It's provocative, interesting and lively, a work of epic research and energy, just revisionist enough to question the conventional Irish nationalist view of history, while even-handed in its treatment of unionism and Britain's involvement in Ireland, an old story told with a fresh, probing perspective. - Gerry Moriarty

Mister Pip, Lloyd Jones, John Murray, £7.99

Lloyd Jones is an experienced novelist - this Man Booker- nominated novel is his sixth work - which partly explains why this is such an affecting story, confidently told.

On an island off Papua New Guinea, blockaded by war, a white man, Mr Watts, reads Great Expectations to the children.

One girl, 13-year-old Matilda - through whom we watch events unfold - becomes particularly fascinated with both Pip and the unusual, alien world of Dickens's London.

At first, Watts's daily delivery of a chapter mirrors the excitement that greeted its original publication, while parallels between the book's characters and the island's population abound.

However, as the war arrives in the village, the book at first appears to bring protection, but soon attracts danger. Daubed with the colour of Pacific island language, this is a beautifully-written tale. - Shane Hegarty

The Friends of Meager Fortune, David Adam Richards, Vintage, £7.99

Sensitive, bookish Owen Jameson has always been in the shadow of his brave and adventurous brother Will, who takes over the family lumber company in a remote area of New Brunswick at the age of just 15.

But when Will dies in a logging accident, Owen, who has just been rejected by the girl he loves, heads off to fight in the second World War.
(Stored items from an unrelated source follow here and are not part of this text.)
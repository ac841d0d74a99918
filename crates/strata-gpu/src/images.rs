//! Image/texture registry contract.

use crate::context::ResourceId;
use ash::vk;

/// Logical image-slot identifier, resolved by an [`ImageRegistry`].
#[derive(Debug, Clone, Copy, PartialEq, Eq, Hash, PartialOrd, Ord)]
pub struct ImageSlot(pub u32);

/// Current state of an image slot.
///
/// `view_id` and `sampler_id` are the logical identities used for descriptor
/// reuse; the registry must assign a fresh id whenever the underlying view or
/// sampler object is recreated.
#[derive(Debug, Clone, Copy, PartialEq, Eq)]
pub struct ImageDescriptorInfo {
    pub view: vk::ImageView,
    pub view_id: ResourceId,
    pub sampler: vk::Sampler,
    pub sampler_id: ResourceId,
    pub layout: vk::ImageLayout,
}

/// Identity pair recorded for an image binding.
#[derive(Debug, Clone, Copy, PartialEq, Eq, Hash)]
pub struct ImageIdentity {
    pub view: ResourceId,
    pub sampler: ResourceId,
}

impl ImageDescriptorInfo {
    pub fn identity(&self) -> ImageIdentity {
        ImageIdentity {
            view: self.view_id,
            sampler: self.sampler_id,
        }
    }
}

/// Lookup of the images currently assigned to logical slots.
pub trait ImageRegistry {
    /// Current (view, sampler, layout) for `slot`, if anything is bound there.
    fn lookup(&self, slot: ImageSlot) -> Option<ImageDescriptorInfo>;

    /// Ask the owner of `slot` to move its image into a shader-read-only layout.
    fn request_read_only_layout(&self, _slot: ImageSlot) {}
}

/// Registry with no images, for pipelines without image bindings.
#[derive(Debug, Default, Clone, Copy)]
pub struct NoImages;

impl ImageRegistry for NoImages {
    fn lookup(&self, _slot: ImageSlot) -> Option<ImageDescriptorInfo> {
        None
    }
}
impl ComputePipelineBuilder {
    pub fn new(name: impl Into<String>) -> Self {
        Self {
            name: name.into(),
            bindings: Vec::new(),
            shader: None,
            prewarm: false,
        }
    }

    pub fn binding(mut self, binding: DescriptorBinding) -> Self {
        self.bindings.push(binding);
        self
    }

    pub fn bindings(mut self, bindings: impl IntoIterator<Item = DescriptorBinding>) -> Self {
        self.bindings.extend(bindings);
        self
    }

    pub fn shader(mut self, shader: ShaderBytecode) -> Self {
        self.shader = Some(shader);
        self
    }

    /// Fetch the compute stage of `name` from a bytecode provider.
    pub fn shader_from(self, provider: &dyn BytecodeProvider, name: &str) -> Result<Self> {
        let shader = provider.bytecode(name, ShaderStage::Compute)?;
        Ok(self.shader(shader))
    }

    /// Compile the executable during `build` instead of on first use.
    pub fn prewarm(mut self, prewarm: bool) -> Self {
        self.prewarm = prewarm;
        self
    }

    pub fn build(self, ctx: &Arc<RenderContext>) -> Result<ComputePipeline> {
        let shader = self.shader.ok_or_else(|| {
            GpuError::ShaderCompilation(format!("{}: no compute shader supplied", self.name))
        })?;
        check_stage(&self.name, &shader, ShaderStage::Compute)?;

        let core = PipelineCore::create(
            ctx,
            self.name,
            &self.bindings,
            Executables::Compute {
                shader,
                handle: None,
            },
            vk::PipelineBindPoint::COMPUTE,
        )?;
        let pipeline = ComputePipeline { core };
        if self.prewarm {
            pipeline.handle()?;
        }
        Ok(pipeline)
    }
}

/// Builder for [`GraphicsPipeline`].
pub struct GraphicsPipelineBuilder {
    name: String,
    bindings: Vec<DescriptorBinding>,
    vertex: Option<ShaderBytecode>,
    fragment: Option<ShaderBytecode>,
    vertex_input: VertexInputLayout,
    prewarm: Vec<PipelineStateKey>,
}
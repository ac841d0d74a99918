//! Registry of live pipelines.
//!
//! The scheduler needs to reach every pipeline's per-slot descriptor state at
//! frame start and when the number of frames in flight changes. Pipelines
//! register themselves on construction and unregister on teardown; the
//! registry only holds weak references.

use crate::context::ResourceId;
use crate::error::Result;
use parking_lot::Mutex;
use std::sync::{Arc, Weak};

/// Per-slot descriptor state a registered pipeline exposes to the scheduler.
pub(crate) trait SlotPools: Send + Sync {
    /// Rewind the descriptor cursor of `slot`.
    fn reset_cursor(&self, slot: usize);

    /// Replace every per-slot pool with `frames` fresh ones.
    fn recreate_pools(&self, frames: usize) -> Result<()>;
}

/// Explicit registry of live pipelines, owned by the render context.
#[derive(Default)]
pub struct PipelineRegistry {
    entries: Mutex<Vec<(ResourceId, Weak<dyn SlotPools>)>>,
}

impl PipelineRegistry {
    pub(crate) fn register(&self, id: ResourceId, pipeline: Weak<dyn SlotPools>) {
        self.entries.lock().push((id, pipeline));
    }

    pub(crate) fn unregister(&self, id: ResourceId) {
        self.entries.lock().retain(|(entry, _)| *entry != id);
    }

    /// Number of registered pipelines.
    pub fn len(&self) -> usize {
        self.entries.lock().len()
    }

    pub fn is_empty(&self) -> bool {
        self.len() == 0
    }

    /// Whether a pipeline with `id` is registered.
    pub fn contains(&self, id: ResourceId) -> bool {
        self.entries.lock().iter().any(|(entry, _)| *entry == id)
    }

    /// Rewind every pipeline's cursor for `slot`.
    pub fn reset_cursors(&self, slot: usize) {
        for pipeline in self.live() {
            pipeline.reset_cursor(slot);
        }
    }

    /// Rebuild every pipeline's per-slot pools for `frames` slots.
    pub fn recreate_pools(&self, frames: usize) -> Result<()> {
        let live = self.live();
        tracing::info!(pipelines = live.len(), frames, "Recreating descriptor pools");
        for pipeline in live {
            pipeline.recreate_pools(frames)?;
        }
        Ok(())
    }

    // Upgraded outside of the callbacks so a pipeline dropped meanwhile can
    // unregister without contending on the entries lock.
    fn live(&self) -> Vec<Arc<dyn SlotPools>> {
        let mut entries = self.entries.lock();
        entries.retain(|(_, weak)| weak.strong_count() > 0);
        entries.iter().filter_map(|(_, weak)| weak.upgrade()).collect()
    }
}

impl std::fmt::Debug for PipelineRegistry {
    fn fmt(&self, f: &mut std::fmt::Formatter<'_>) -> std::fmt::Result {
        f.debug_struct("PipelineRegistry")
            .field("len", &self.len())
            .finish()
    }
}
He returns a decorated war hero, and takes over the family business.

But he struggles to win over the workmen, who view him as an unimpresssively cerebral replacement for his brother. Determined to save the business, he takes the men to work in a remote and dangerous mountain region.
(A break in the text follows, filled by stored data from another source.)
#![forbid(unsafe_code)]

//! Page and item containers: the navigable structure of a menu.
//!
//! A [`Menu`] owns every page and item as a slot in an append-only arena
//! and hands out compact copyable ids. Pages keep their items in a
//! singly-linked chain of ids in display order, and two coordinate systems
//! index the same chain: *total* (every linked item) and *visible* (items
//! without the hidden flag). Each page also owns a back item that is
//! spliced in at the head of the chain once a parent page is declared.
//!
//! The model is purely structural. It orders, counts, finds, and focuses
//! items; drawing and value editing live in backends layered on top.
//!
//! # Example
//! ```
//! use picomenu_model::{CountMode, Menu, MenuItem};
//!
//! let mut menu = Menu::new();
//! let main = menu.add_page("Main");
//! let brightness = menu.add_item(MenuItem::value("Brightness"));
//! let reboot = menu.add_item(MenuItem::button("Reboot"));
//! menu.page_mut(main).add_menu_item(brightness).add_menu_item(reboot);
//!
//! assert_eq!(menu.page(main).items_count(CountMode::Total), 2);
//! assert_eq!(menu.page(main).current_item(), Some(brightness));
//! ```

pub mod item;
pub mod menu;
pub mod page;

pub use item::{ItemMut, ItemRef, MenuItem};
pub use menu::{ItemId, Menu, PageId};
pub use page::{Items, PageMut, PageRef};

/// Which items an index or count refers to.
#[derive(Debug, Clone, Copy, PartialEq, Eq, Hash)]
pub enum CountMode {
    /// Every linked item, hidden ones included.
    Total,
    /// Only items without the hidden flag.
    Visible,
}

/// Position sentinel: link at the end of the chain.
///
/// Any position at or past the current count behaves the same way; this
/// constant just names the intent.
pub const LAST_POS: usize = usize::MAX;
/// A page slot: one navigable level of the menu hierarchy.
pub(crate) struct MenuPage {
    /// Title shown above the item rows.
    pub(crate) title: String,
    /// First item in the chain.
    pub(crate) head: Option<ItemId>,
    /// Last item in the chain, kept for O(1) appends.
    pub(crate) tail: Option<ItemId>,
    /// The page-owned back item slot, allocated at registration.
    pub(crate) back_item: ItemId,
    /// Whether the back item has been spliced into the chain.
    pub(crate) back_linked: bool,
    /// Parent page, once declared.
    pub(crate) parent: Option<PageId>,
    /// Focused position among visible items. Held at 0 when none are.
    pub(crate) current_index: usize,
    /// Number of linked items without the hidden flag.
    pub(crate) visible_count: usize,
    /// Number of linked items.
    pub(crate) total_count: usize,
    /// Callback run when the menu is exited from this page.
    pub(crate) exit_action: Option<Box<dyn FnMut()>>,
    /// Per-page appearance override.
    pub(crate) appearance: Option<Appearance>,
}

impl MenuPage {
    pub(crate) fn new(title: String, back_item: ItemId) -> Self {
        Self {
            title,
            head: None,
            tail: None,
            back_item,
            back_linked: false,
            parent: None,
            current_index: 0,
            visible_count: 0,
            total_count: 0,
            exit_action: None,
            appearance: None,
        }
    }
}

impl std::fmt::Debug for MenuPage {
    fn fmt(&self, f: &mut std::fmt::Formatter<'_>) -> std::fmt::Result {
        f.debug_struct("MenuPage")
            .field("title", &self.title)
            .field("total_count", &self.total_count)
            .field("visible_count", &self.visible_count)
            .field("current_index", &self.current_index)
            .field("parent", &self.parent)
            .field("back_linked", &self.back_linked)
            .field("has_exit_action", &self.exit_action.is_some())
            .finish_non_exhaustive()
    }
}

/// Shared view of a page.
///
/// Copyable; methods take the handle by value and return data borrowed
/// from the underlying [`Menu`].
#[derive(Debug, Clone, Copy)]
pub struct PageRef<'m> {
    pub(crate) menu: &'m Menu,
    pub(crate) id: PageId,
}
Meanwhile, the town is buzzing with gossip about his relationship with a married woman. Adam Richards's powerful, lyrical writing elevates what could be a predictable (even dull) tale of rugged men struggling against nature and each other into something strangely beautiful. - Anna Carey

The Unquiet, John Connolly, Hodder & Stoughton, £6.99

Maine PI Charles "Bird" Parker investigates the fate of a psychiatrist who disappeared years previously after allegations that children in his care had been abused.

But Bird has a gnawing realisation that, yet again, he's knocking heads with malevolent forces, not all of them of this world.
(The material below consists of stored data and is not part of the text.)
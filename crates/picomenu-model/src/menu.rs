#![forbid(unsafe_code)]

//! Slot storage for pages and items.
//!
//! The `Menu` owns every page and item of a hierarchy as a slot in an
//! append-only arena and hands out compact ids:
//!
//! - Compact `PageId`/`ItemId` references (4 bytes) instead of pointers
//! - Slots are registered once and stay valid for the life of the `Menu`
//! - Removal unlinks an item from its page but never frees the slot
//!
//! The no-free rule mirrors the deployment this models: menu-driven
//! firmware allocates its pages and items statically for the life of the
//! program, and "removing" an item only takes it out of the display chain
//! so it can be linked somewhere else later.
//!
//! # Usage
//!
//! ```
//! use picomenu_model::{CountMode, Menu, MenuItem};
//!
//! let mut menu = Menu::new();
//! let main = menu.add_page("Main");
//! let settings = menu.add_sub_page("Settings", main);
//!
//! let contrast = menu.add_item(MenuItem::value("Contrast"));
//! menu.page_mut(settings).add_menu_item(contrast);
//!
//! // The sub page counts its back item plus the linked item.
//! assert_eq!(menu.page(settings).items_count(CountMode::Total), 2);
//! assert_eq!(menu.page(settings).parent(), Some(main));
//! ```

use crate::item::{ItemMut, ItemRef, MenuItem};
use crate::page::{MenuPage, PageMut, PageRef};

/// Identifies a page slot. Stays valid for the life of its [`Menu`].
#[derive(Debug, Clone, Copy, PartialEq, Eq, Hash)]
pub struct PageId(u32);

impl PageId {
    pub(crate) fn new(index: usize) -> Self {
        assert!(index <= u32::MAX as usize, "page arena capacity exceeded");
        Self(index as u32)
    }

    /// Slot index, in page registration order.
    #[must_use]
    pub const fn index(self) -> usize {
        self.0 as usize
    }
}

/// Identifies an item slot. Stays valid for the life of its [`Menu`].
#[derive(Debug, Clone, Copy, PartialEq, Eq, Hash)]
pub struct ItemId(u32);

impl ItemId {
    pub(crate) fn new(index: usize) -> Self {
        assert!(index <= u32::MAX as usize, "item arena capacity exceeded");
        Self(index as u32)
    }

    /// Slot index, in item registration order.
    #[must_use]
    pub const fn index(self) -> usize {
        self.0 as usize
    }
}

/// Slot storage for a whole menu hierarchy.
///
/// Ids issued by one `Menu` are meaningless to another; handing a foreign
/// id to the accessors below may panic or resolve to an unrelated slot.
#[derive(Debug, Default)]
pub struct Menu {
    /// Page slots, in registration order.
    pub(crate) pages: Vec<MenuPage>,
    /// Item slots, in registration order. Back items live here too.
    pub(crate) items: Vec<MenuItem>,
}

impl Menu {
    /// Create an empty menu.
    #[must_use]
    pub fn new() -> Self {
        Self::default()
    }

    /// Create a menu with pre-allocated arenas.
    ///
    /// Every page owns a back item slot, so `items` should budget one extra
    /// slot per page on top of the application's own items.
    #[must_use]
    pub fn with_capacity(pages: usize, items: usize) -> Self {
        Self {
            pages: Vec::with_capacity(pages),
            items: Vec::with_capacity(items),
        }
    }

    /// Number of registered pages.
    #[must_use]
    pub fn page_count(&self) -> usize {
        self.pages.len()
    }

    /// Number of registered item slots, back items included.
    #[must_use]
    pub fn item_count(&self) -> usize {
        self.items.len()
    }

    /// Register a new page and return its id.
    ///
    /// The page allocates its own back item eagerly; the back item stays
    /// unlinked until a parent page is declared.
    pub fn add_page(&mut self, title: impl Into<String>) -> PageId {
        let id = PageId::new(self.pages.len());
        let back = self.add_item(MenuItem::back());
        self.pages.push(MenuPage::new(title.into(), back));
        #[cfg(feature = "tracing")]
        tracing::debug!(page = id.index(), "page registered");
        id
    }

    /// Register a new page and declare `parent` in one step.
    ///
    /// The new page immediately carries its back item at the head of its
    /// chain, targeting `parent`.
    pub fn add_sub_page(&mut self, title: impl Into<String>, parent: PageId) -> PageId {
        let id = self.add_page(title);
        self.page_mut(id).set_parent(parent);
        id
    }

    /// Register an item slot and return its id.
    ///
    /// The item starts detached; link it with
    /// [`PageMut::add_menu_item`](crate::page::PageMut::add_menu_item) or
    /// [`PageMut::insert_menu_item`](crate::page::PageMut::insert_menu_item).
    pub fn add_item(&mut self, item: MenuItem) -> ItemId {
        let id = ItemId::new(self.items.len());
        self.items.push(item);
        id
    }

    /// Shared view of a page.
    #[must_use]
    pub fn page(&self, id: PageId) -> PageRef<'_> {
        PageRef { menu: self, id }
    }

    /// Exclusive handle to a page.
    #[must_use]
    pub fn page_mut(&mut self, id: PageId) -> PageMut<'_> {
        PageMut { menu: self, id }
    }

    /// Shared view of an item.
    #[must_use]
    pub fn item(&self, id: ItemId) -> ItemRef<'_> {
        ItemRef { menu: self, id }
    }

    /// Exclusive handle to an item.
    #[must_use]
    pub fn item_mut(&mut self, id: ItemId) -> ItemMut<'_> {
        ItemMut { menu: self, id }
    }
}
Fans of John Connolly's detective series (this is the sixth) should be alerted that this atmospheric, sombre novel is a different kind of beast.

The body count is lower and the story builds slowly, as Parker comes up against a former contract killer with his own reasons for finding the doctor; a shadow army of "hollow men"; paedophile rings involving the Russian mafia and a group of bird mask- wearing perverts; and a compelling adversary from a previous crazy case.

The book ends with the tantalising suggestion that Parker has lost his soul - and that the ultimate enemy is yet to come. - Kevin Sweeney

The New Faber Book of Love Poems, Ed. James Fenton, Faber, £9.99

"'The short lyric that says 'I love you' is like the little black cocktail dress - no couture collection should be without such classics. No poetry collection either," James Fenton tells us in his introduction to a new anthology of love poetry that bursts with little black dresses for all shapes and sizes.

Poetry lovers being a precious and often pernickety lot, no doubt some will cavil at notable exclusions - where is E.E. cummings? Edna St Vincent Millay? Jack Gilbert? - and perhaps tut tut at so many Campions and so few Parkers, but Fenton's selection includes such a number of impassioned odes to love that his anthology is essential reading for anyone still capable of internal flutterings that can't be put down to indigestion.

What joyfully emerges is a unique sense of the universal nature of this most individual of emotions, love. - Fiona McCann

A Concise Chinese-English Dictionary for Lovers, Xiaolu Guo, Vintage, £7.99

Over the last few years, a number of American and European writers and film makers, from Sofia Coppola to Rachel DeWoskin, have depicted the sense of dislocation felt by westerners in Asia.

Xiaolu Guo's exquisite novel shows the other side of the story. Inspired by the author's diaries of her own first arrival in the UK, it's the story of Zhuang, a young Chinese girl who lands in England armed with little more than a Chinese-English dictionary and a place at an English language school.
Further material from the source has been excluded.